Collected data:

use std::fmt::Write as _;
use std::fs;
use std::io;
use std::path::Path;

use super::route::ARCHIVE_SUFFIX;

/// Render an HTML listing of `dir`, reachable at `/<url_path>`.
///
/// Archives are linked twice: as a browsable directory and as a download.
pub fn render(dir: &Path, url_path: &str, expose_hidden_files: bool) -> io::Result<String> {
    let mut names = Vec::new();
    for entry in fs::read_dir(dir)? {
        let entry = entry?;
        let name = entry.file_name().to_string_lossy().into_owned();
        if !expose_hidden_files && name.starts_with('.') {
            continue;
        }
        names.push((name, entry.file_type()?.is_dir()));
    }
    names.sort();

    let base = url_path.trim_matches('/');
    let prefix = if base.is_empty() {
        "/".to_string()
    } else {
        format!("/{base}/")
    };

    let mut html = String::new();
    let _ = write!(
        html,
        "<html><body><h1>Index of /{}</h1><ul>",
        escape(base)
    );

    for (name, is_dir) in &names {
        let href = format!("{prefix}{name}");
        if *is_dir {
            let _ = write!(
                html,
                "<li><a href=\"{}/\">{}/</a></li>",
                escape(&href),
                escape(name)
            );
        } else if let Some(stem) = name.strip_suffix(ARCHIVE_SUFFIX) {
            let _ = write!(
                html,
                "<li><a href=\"{}{}/\">{}</a> (<a href=\"{}\">download</a>)</li>",
                escape(&prefix),
                escape(stem),
                escape(name),
                escape(&href)
            );
        } else {
            let _ = write!(
                html,
                "<li><a href=\"{}\">{}</a></li>",
                escape(&href),
                escape(name)
            );
        }
    }

    html.push_str("</ul></body></html>");
    Ok(html)
}

fn escape(text: &str) -> String {
    let mut out = String::with_capacity(text.len());
    for c in text.chars() {
        match c {
            '&' => out.push_str("&amp;"),
            '<' => out.push_str("&lt;"),
            '>' => out.push_str("&gt;"),
            '"' => out.push_str("&quot;"),
            '\'' => out.push_str("&#39;"),
            _ => out.push(c),
        }
    }
    out
}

WHAT YOU WILL DO:
Which lines in the records above hold the string "escape"? Copy each of them.

EXERCISE SOLUTION:
        escape(base)
                escape(&href),
                escape(name)
                escape(&prefix),
                escape(stem),
                escape(name),
                escape(&href)
                escape(&href),
                escape(name)
fn escape(text: &str) -> String {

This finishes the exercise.